Publication year - 2009
Publication title -
water resources research
Language(s) - English
Resource type - Journals
SCImago Journal Rank - 1.863
H-Index - 217
eISSN - 1944-7973
pISSN - 0043-1397
DOI - 10.1029/2008wr007196
Subject(s) - artificial neural network , generalization , jackknife resampling , computer science , quantile , ensemble learning , ensemble forecasting , artificial intelligence , perceptron , multilayer perceptron , nonparametric statistics , regression , parametric statistics , machine learning , mathematics , statistics , estimator , mathematical analysis
In this paper, artificial neural networks (ANNs) are introduced to obtain improved regional low‐flow estimates at ungauged sites.
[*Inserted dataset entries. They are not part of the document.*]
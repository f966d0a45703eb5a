use axum::{
    extract::{rejection::JsonRejection, State},
    http::StatusCode,
    response::{IntoResponse, Json},
};
use log::{info, warn};
use std::sync::Arc;

use super::{error_response, AppState};
use crate::api::models::{ErrorBody, PredictBody, PredictResponse};
use crate::prediction::PredictionRequest;

pub async fn predict_score(
    State(state): State<Arc<AppState>>,
    payload: Result<Json<PredictBody>, JsonRejection>,
) -> impl IntoResponse {
    let body = match payload {
        Ok(Json(body)) => body,
        Err(rejection) => {
            warn!("Rejected prediction body: {}", rejection.body_text());
            let body = ErrorBody {
                error: rejection.body_text(),
            };
            return (StatusCode::BAD_REQUEST, Json(body)).into_response();
        }
    };
    let request = PredictionRequest::from(body);

    match state.estimator.estimate(&request).await {
        Ok(result) => {
            info!(
                "Predicted {:.1} for genres {:?}",
                result.predicted_score,
                request.genres()
            );
            Json(PredictResponse::from(result)).into_response()
        }
        Err(e) => error_response(e),
    }
}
A multilayer perceptron (MLP) network is used to identify the functional relationship between low‐flow quantiles and the physiographic variables. Each ANN is trained using the Levenberg‐Marquardt algorithm. To improve the generalization ability of a single ANN, several ANNs trained for the same task are used as an ensemble. The bootstrap aggregation (or bagging) approach is used to generate individual networks in the ensemble. The stacked generalization (or stacking) technique is adopted to combine the member networks of an ANN ensemble. The proposed approaches are applied to selected catchments in the province of Quebec, Canada, to obtain estimates for several representative low‐flow quantiles of summer and winter seasons. The jackknife validation procedure is used to evaluate the performance of the proposed models. The ANN‐based approaches are compared with the traditional parametric regression models. The results indicate that both the single and ensemble ANN models provide superior estimates than the traditional regression models. The ANN ensemble approaches provide better generalization ability than the single ANN models.